Admission Webhook Safety

Poorly configured admission webhooks can destabilize the control plane by blocking cluster-critical operations:

Avoid "catch-all" webhooks that match apiGroups: ["*"], resources: ["*"], operations: ["*"]
Set failurePolicy: Ignore (fail-open) with timeoutSeconds < 30
Exempt system namespaces (kube-system, kube-node-lease) from webhook scope

Cluster Endpoint Connectivity

During control plane scaling or patching, API server IPs can change (DNS TTL is 60s).

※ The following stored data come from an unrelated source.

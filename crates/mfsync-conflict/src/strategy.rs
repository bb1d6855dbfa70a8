//! Save strategies
//!
//! A save strategy decides, for a file whose local copy was edited, whether
//! the local edits win or the freshly fetched remote content wins. Every
//! strategy shares one shortcut: when the last-synced bytes equal the remote
//! bytes, nobody else touched the remote copy and local edits are pushed
//! without consulting anything else.

use std::sync::Arc;

use tracing::{debug, info};

use mfsync_core::config::ConflictsConfig;
use mfsync_core::domain::{NodeId, SaveDecision};

use crate::error::ConflictError;
use crate::policy::{ConflictPolicy, PolicyEngine};

// ============================================================================
// Contracts
// ============================================================================

/// The file a decision is being made for
#[derive(Debug, Clone, PartialEq, Eq)]
pub struct ConflictFile {
    pub handle: NodeId,
    /// Tree path, used for rule matching and user-facing messages
    pub path: String,
}

impl ConflictFile {
    pub fn new(handle: NodeId, path: impl Into<String>) -> Self {
        Self {
            handle,
            path: path.into(),
        }
    }
}

/// Decides between local and remote content for a diverged file
#[async_trait::async_trait]
pub trait ISaveStrategy: Send + Sync {
    async fn decide(
        &self,
        file: &ConflictFile,
        last_synced: &[u8],
        remote: &[u8],
    ) -> Result<SaveDecision, ConflictError>;
}

/// Interactive collaborator asked when the remote side changed
///
/// Returns `Ok(None)` when the user dismissed the question.
#[async_trait::async_trait]
pub trait IConflictPrompt: Send + Sync {
    async fn ask(
        &self,
        file: &ConflictFile,
        last_synced: &[u8],
        remote: &[u8],
    ) -> anyhow::Result<Option<SaveDecision>>;
}

fn baseline_matches(file: &ConflictFile, last_synced: &[u8], remote: &[u8]) -> bool {
    let matches = last_synced == remote;
    if matches {
        debug!(handle = %file.handle, "Remote unchanged since last sync, keeping local");
    }
    matches
}

async fn ask_prompt(
    prompt: &dyn IConflictPrompt,
    file: &ConflictFile,
    last_synced: &[u8],
    remote: &[u8],
) -> Result<SaveDecision, ConflictError> {
    info!(handle = %file.handle, path = %file.path, "Remote changed since last sync, asking");
    match prompt.ask(file, last_synced, remote).await? {
        Some(decision) => {
            info!(handle = %file.handle, decision = %decision, "Conflict decided");
            Ok(decision)
        }
        None => Err(ConflictError::Unresolved {
            path: file.path.clone(),
            reason: "prompt dismissed".to_string(),
        }),
    }
}

// ============================================================================
// Strategies
// ============================================================================

/// Asks the interactive collaborator whenever the baseline diverged
pub struct DefaultSaveStrategy {
    prompt: Arc<dyn IConflictPrompt>,
}

impl DefaultSaveStrategy {
    pub fn new(prompt: Arc<dyn IConflictPrompt>) -> Self {
        Self { prompt }
    }
}

#[async_trait::async_trait]
impl ISaveStrategy for DefaultSaveStrategy {
    async fn decide(
        &self,
        file: &ConflictFile,
        last_synced: &[u8],
        remote: &[u8],
    ) -> Result<SaveDecision, ConflictError> {
        if baseline_matches(file, last_synced, remote) {
            return Ok(SaveDecision::KeepLocal);
        }
        ask_prompt(self.prompt.as_ref(), file, last_synced, remote).await
    }
}

/// Remote content wins every diverged baseline
#[derive(Debug, Default, Clone, Copy)]
pub struct PreferRemoteStrategy;

#[async_trait::async_trait]
impl ISaveStrategy for PreferRemoteStrategy {
    async fn decide(
        &self,
        file: &ConflictFile,
        last_synced: &[u8],
        remote: &[u8],
    ) -> Result<SaveDecision, ConflictError> {
        if baseline_matches(file, last_synced, remote) {
            return Ok(SaveDecision::KeepLocal);
        }
        Ok(SaveDecision::AcceptRemote)
    }
}

/// Local edits overwrite the remote copy even when it changed
#[derive(Debug, Default, Clone, Copy)]
pub struct PreferLocalStrategy;

#[async_trait::async_trait]
impl ISaveStrategy for PreferLocalStrategy {
    async fn decide(
        &self,
        _file: &ConflictFile,
        _last_synced: &[u8],
        _remote: &[u8],
    ) -> Result<SaveDecision, ConflictError> {
        Ok(SaveDecision::KeepLocal)
    }
}

/// Refuses to pick a side once the remote copy changed
#[derive(Debug, Default, Clone, Copy)]
pub struct FailOnConflictStrategy;

#[async_trait::async_trait]
impl ISaveStrategy for FailOnConflictStrategy {
    async fn decide(
        &self,
        file: &ConflictFile,
        last_synced: &[u8],
        remote: &[u8],
    ) -> Result<SaveDecision, ConflictError> {
        if baseline_matches(file, last_synced, remote) {
            return Ok(SaveDecision::KeepLocal);
        }
        Err(ConflictError::Unresolved {
            path: file.path.clone(),
            reason: "remote content changed since last sync".to_string(),
        })
    }
}

/// Picks a policy per file from glob rules
///
/// `Ask` without a configured prompt is treated as unresolved.
pub struct PolicySaveStrategy {
    engine: PolicyEngine,
    prompt: Option<Arc<dyn IConflictPrompt>>,
}

impl PolicySaveStrategy {
    pub fn new(engine: PolicyEngine, prompt: Option<Arc<dyn IConflictPrompt>>) -> Self {
        Self { engine, prompt }
    }

    pub fn engine(&self) -> &PolicyEngine {
        &self.engine
    }
}

#[async_trait::async_trait]
impl ISaveStrategy for PolicySaveStrategy {
    async fn decide(
        &self,
        file: &ConflictFile,
        last_synced: &[u8],
        remote: &[u8],
    ) -> Result<SaveDecision, ConflictError> {
        if baseline_matches(file, last_synced, remote) {
            return Ok(SaveDecision::KeepLocal);
        }

        let policy = self.engine.evaluate(&file.path);
        debug!(handle = %file.handle, path = %file.path, policy = %policy, "Conflict policy selected");

        match policy {
            ConflictPolicy::KeepLocal => Ok(SaveDecision::KeepLocal),
            ConflictPolicy::AcceptRemote => Ok(SaveDecision::AcceptRemote),
            ConflictPolicy::Fail => Err(ConflictError::Unresolved {
                path: file.path.clone(),
                reason: "conflict policy is fail".to_string(),
            }),
            ConflictPolicy::Ask => match &self.prompt {
                Some(prompt) => ask_prompt(prompt.as_ref(), file, last_synced, remote).await,
                None => Err(ConflictError::Unresolved {
                    path: file.path.clone(),
                    reason: "no conflict prompt available".to_string(),
                }),
            },
        }
    }
}

/// Builds the strategy described by the `conflicts` config section
///
/// Without rules, the default strategy maps to one of the fixed strategies;
/// with rules, a [`PolicySaveStrategy`] evaluates them per file.
pub fn strategy_from_config(
    config: &ConflictsConfig,
    prompt: Option<Arc<dyn IConflictPrompt>>,
) -> Arc<dyn ISaveStrategy> {
    let engine = PolicyEngine::from_config(config);
    if engine.rules_count() > 0 {
        return Arc::new(PolicySaveStrategy::new(engine, prompt));
    }

    match (engine.default_policy(), prompt) {
        (ConflictPolicy::Ask, Some(prompt)) => Arc::new(DefaultSaveStrategy::new(prompt)),
        (ConflictPolicy::Ask, None) => Arc::new(PolicySaveStrategy::new(engine, None)),
        (ConflictPolicy::KeepLocal, _) => Arc::new(PreferLocalStrategy),
        (ConflictPolicy::AcceptRemote, _) => Arc::new(PreferRemoteStrategy),
        (ConflictPolicy::Fail, _) => Arc::new(FailOnConflictStrategy),
    }
}
//! MFSync configuration
//!
//! One YAML file with a section per component. Every section has defaults,
//! so a partial file (or none at all) yields a usable [`Config`].
//! [`Config::validate`] reports every problem at once instead of stopping at
//! the first.

use std::path::{Path, PathBuf};

use anyhow::Context;
use serde::{Deserialize, Serialize};

// ---------------------------------------------------------------------------
// Config struct with sub-sections
// ---------------------------------------------------------------------------

/// Top-level configuration for MFSync.
#[derive(Debug, Clone, Default, PartialEq, Serialize, Deserialize)]
#[serde(default)]
pub struct Config {
    pub sync: SyncConfig,
    pub fetch: FetchConfig,
    pub conflicts: ConflictsConfig,
    pub storage: StorageConfig,
    pub logging: LoggingConfig,
}

/// Content synchronization settings.
#[derive(Debug, Clone, PartialEq, Serialize, Deserialize)]
#[serde(default)]
pub struct SyncConfig {
    /// Trigger a sync of a synced file whenever its attributes are updated.
    pub auto_sync: bool,
    /// Seconds an idle per-file queue is kept before it is reported as idle.
    pub queue_idle_timeout_secs: u64,
    /// Send a user notification when a sync pass fails.
    pub notify_on_failure: bool,
}

/// Remote listing settings.
#[derive(Debug, Clone, PartialEq, Serialize, Deserialize)]
#[serde(default)]
pub struct FetchConfig {
    /// Items requested per listing call.
    pub batch_size: u32,
}

/// One glob rule mapping file paths to a save strategy.
#[derive(Debug, Clone, PartialEq, Eq, Serialize, Deserialize)]
pub struct ConflictRuleConfig {
    /// Glob pattern matched against the file's tree path, e.g. `/*/USS/**`.
    pub pattern: String,
    /// Strategy applied when the pattern matches.
    pub strategy: String,
}

/// Conflict handling settings.
#[derive(Debug, Clone, PartialEq, Serialize, Deserialize)]
#[serde(default)]
pub struct ConflictsConfig {
    /// Default strategy: `ask`, `keep_local`, `accept_remote`, or `fail`.
    pub default_strategy: String,
    /// First-match-wins rules evaluated before the default.
    pub rules: Vec<ConflictRuleConfig>,
}

/// Backend for content sync records.
#[derive(Debug, Clone, Copy, Default, PartialEq, Eq, Serialize, Deserialize)]
#[serde(rename_all = "snake_case")]
pub enum StorageBackend {
    #[default]
    Memory,
    Sqlite,
}

/// Content storage settings.
#[derive(Debug, Clone, PartialEq, Serialize, Deserialize)]
#[serde(default)]
pub struct StorageConfig {
    pub backend: StorageBackend,
    /// SQLite database file, used when `backend` is `sqlite`.
    pub database_path: PathBuf,
}

/// Logging / tracing settings.
#[derive(Debug, Clone, PartialEq, Serialize, Deserialize)]
#[serde(default)]
pub struct LoggingConfig {
    /// Log level: `trace`, `debug`, `info`, `warn`, or `error`.
    pub level: String,
    /// Emit JSON lines instead of human-readable output.
    pub json: bool,
}

// ---------------------------------------------------------------------------
// Config::load()
// ---------------------------------------------------------------------------

impl Config {
    /// Reads and parses the YAML file at `path`
    pub fn load(path: &Path) -> anyhow::Result<Self> {
        let raw = std::fs::read_to_string(path)
            .with_context(|| format!("reading {}", path.display()))?;
        serde_yaml::from_str(&raw).with_context(|| format!("parsing {}", path.display()))
    }

    /// Like [`Config::load`], with defaults for a missing or broken file
    pub fn load_or_default(path: &Path) -> Self {
        Self::load(path).unwrap_or_default()
    }

    /// `$XDG_CONFIG_HOME/mfsync/config.yaml` on Linux
    pub fn default_path() -> PathBuf {
        dirs::config_dir()
            .unwrap_or_else(|| PathBuf::from(".config"))
            .join("mfsync")
            .join("config.yaml")
    }
}

// ---------------------------------------------------------------------------
// Defaults
// ---------------------------------------------------------------------------

impl Default for SyncConfig {
    fn default() -> Self {
        Self {
            auto_sync: true,
            queue_idle_timeout_secs: 300,
            notify_on_failure: true,
        }
    }
}

impl Default for FetchConfig {
    fn default() -> Self {
        Self { batch_size: 100 }
    }
}

impl Default for ConflictsConfig {
    fn default() -> Self {
        Self {
            default_strategy: "ask".to_string(),
            rules: Vec::new(),
        }
    }
}

impl Default for StorageConfig {
    fn default() -> Self {
        let database_path = dirs::data_local_dir()
            .map(|dir| dir.join("mfsync"))
            .unwrap_or_else(|| PathBuf::from(".mfsync"))
            .join("content.db");
        Self {
            backend: StorageBackend::Memory,
            database_path,
        }
    }
}

impl Default for LoggingConfig {
    fn default() -> Self {
        Self {
            level: "info".to_string(),
            json: false,
        }
    }
}

// ---------------------------------------------------------------------------
// Validation
// ---------------------------------------------------------------------------

/// One problem found by [`Config::validate`]
#[derive(Debug, Clone, PartialEq, Eq)]
pub struct ValidationError {
    /// Dotted field path, e.g. `fetch.batch_size`
    pub field: String,
    pub message: String,
}

impl ValidationError {
    fn new(field: impl Into<String>, message: impl Into<String>) -> Self {
        Self {
            field: field.into(),
            message: message.into(),
        }
    }

    /// `value` must be one of `allowed`
    fn check_choice(field: impl Into<String>, value: &str, allowed: &[&str]) -> Option<Self> {
        (!allowed.contains(&value)).then(|| {
            Self::new(
                field,
                format!("'{value}' is not one of: {}", allowed.join(", ")),
            )
        })
    }
}

impl std::fmt::Display for ValidationError {
    fn fmt(&self, f: &mut std::fmt::Formatter<'_>) -> std::fmt::Result {
        write!(f, "{}: {}", self.field, self.message)
    }
}

const LOG_LEVELS: &[&str] = &["trace", "debug", "info", "warn", "error"];

/// Accepted values for `conflicts.default_strategy` and rule strategies
pub const VALID_CONFLICT_STRATEGIES: &[&str] = &["ask", "keep_local", "accept_remote", "fail"];

impl Config {
    /// Every problem in this configuration; empty when it is usable
    pub fn validate(&self) -> Vec<ValidationError> {
        let mut errors = Vec::new();

        if self.sync.queue_idle_timeout_secs == 0 {
            errors.push(ValidationError::new(
                "sync.queue_idle_timeout_secs",
                "must be at least 1",
            ));
        }
        if self.fetch.batch_size == 0 {
            errors.push(ValidationError::new("fetch.batch_size", "must be at least 1"));
        }

        errors.extend(ValidationError::check_choice(
            "conflicts.default_strategy",
            &self.conflicts.default_strategy,
            VALID_CONFLICT_STRATEGIES,
        ));
        for (idx, rule) in self.conflicts.rules.iter().enumerate() {
            if let Err(e) = glob::Pattern::new(&rule.pattern) {
                errors.push(ValidationError::new(
                    format!("conflicts.rules[{idx}].pattern"),
                    format!("bad glob '{}': {e}", rule.pattern),
                ));
            }
            errors.extend(ValidationError::check_choice(
                format!("conflicts.rules[{idx}].strategy"),
                &rule.strategy,
                VALID_CONFLICT_STRATEGIES,
            ));
        }

        if self.storage.backend == StorageBackend::Sqlite
            && self.storage.database_path.as_os_str().is_empty()
        {
            errors.push(ValidationError::new(
                "storage.database_path",
                "the sqlite backend needs a database file",
            ));
        }

        errors.extend(ValidationError::check_choice(
            "logging.level",
            &self.logging.level,
            LOG_LEVELS,
        ));

        errors
    }
}

// ---------------------------------------------------------------------------
// ConfigBuilder
// ---------------------------------------------------------------------------

/// Overrides on top of [`Config::default`], mostly for tests and embedders
///
/// # Example
///
/// ```rust,no_run
/// use mfsync_core::config::ConfigBuilder;
///
/// let config = ConfigBuilder::new()
///     .fetch_batch_size(500)
///     .conflicts_default_strategy("accept_remote")
///     .logging_level("debug")
///     .build();
/// ```
#[derive(Debug, Clone)]
pub struct ConfigBuilder {
    config: Config,
}

impl ConfigBuilder {
    pub fn new() -> Self {
        Self {
            config: Config::default(),
        }
    }

    // --- sync ---

    pub fn sync_auto_sync(mut self, enabled: bool) -> Self {
        self.config.sync.auto_sync = enabled;
        self
    }

    pub fn sync_queue_idle_timeout_secs(mut self, seconds: u64) -> Self {
        self.config.sync.queue_idle_timeout_secs = seconds;
        self
    }

    pub fn sync_notify_on_failure(mut self, enabled: bool) -> Self {
        self.config.sync.notify_on_failure = enabled;
        self
    }

    // --- fetch ---

    pub fn fetch_batch_size(mut self, n: u32) -> Self {
        self.config.fetch.batch_size = n;
        self
    }

    // --- conflicts ---

    pub fn conflicts_default_strategy(mut self, strategy: impl Into<String>) -> Self {
        self.config.conflicts.default_strategy = strategy.into();
        self
    }

    pub fn conflicts_rule(mut self, pattern: impl Into<String>, strategy: impl Into<String>) -> Self {
        self.config.conflicts.rules.push(ConflictRuleConfig {
            pattern: pattern.into(),
            strategy: strategy.into(),
        });
        self
    }

    // --- storage ---

    pub fn storage_backend(mut self, backend: StorageBackend) -> Self {
        self.config.storage.backend = backend;
        self
    }

    pub fn storage_database_path(mut self, path: PathBuf) -> Self {
        self.config.storage.database_path = path;
        self
    }

    // --- logging ---

    pub fn logging_level(mut self, level: impl Into<String>) -> Self {
        self.config.logging.level = level.into();
        self
    }

    pub fn logging_json(mut self, json: bool) -> Self {
        self.config.logging.json = json;
        self
    }

    // --- build ---

    pub fn build(self) -> Config {
        self.config
    }

    /// [`ConfigBuilder::build`] followed by [`Config::validate`]
    pub fn build_validated(self) -> Result<Config, Vec<ValidationError>> {
        let errors = self.config.validate();
        if errors.is_empty() {
            Ok(self.config)
        } else {
            Err(errors)
        }
    }
}

impl Default for ConfigBuilder {
    fn default() -> Self {
        Self::new()
    }
}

Kubernetes API consumers should:

Implement DNS re-resolution (don't cache resolved IPs)
Implement retries with backoff and jitter for transient failures
Set client timeouts (e.g., kubectl get pods --request-timeout 10s)

Block Unsafe Sysctls

Pods with unsafe sysctls will be repeatedly scheduled but never launch, creating an infinite loop that strains the control plane. Use OPA Gatekeeper or Kyverno to reject pods with unsafe sysctl profiles.

API Server Availability

Configuration	Access	Use When
Public + Private	kubectl from internet + nodes via private	Development, mixed access
Private only	kubectl via VPN/bastion only	Production, security-sensitive
Public only	kubectl from internet, nodes via public	⚠️ Not recommended

Data Plane Reliability

Node Group Strategy

Approach	Reliability	Flexibility	Operational Overhead
Managed Node Groups (MNG)	High — AWS handles updates	Medium	Low
Karpenter	High — auto-replaces unhealthy	High	Low
Self-managed	Depends on config	Full control	High

Multi-AZ Node Distribution

✅ DO:

Spread nodes across at least 3 AZs
Use multiple instance types in Karpenter NodePools for availability
Configure AZ-balanced autoscaling in MNGs

❌ DON'T:

Run all nodes in a single AZ
Use a single instance type (risk of insufficient capacity)
Ignore AZ-balanced distribution when scaling

EKS Auto Mode for Reliability

EKS Auto Mode is the easiest path to a resilient data plane. AWS manages node provisioning, scaling, and OS patching automatically:

Scales nodes up/down as pods scale
Deploys CVE fixes and security patches automatically
Control update timing via disruption settings on NodePools
Includes the Node Monitoring Agent by default

Node Monitoring Agent

The Node Monitoring Agent monitors node health and publishes Kubernetes events when issues are detected. EKS Auto Mode, MNG, and Karpenter can all auto-repair nodes based on fatal conditions reported by this agent. Install as an EKS add-on for non-Auto Mode clusters.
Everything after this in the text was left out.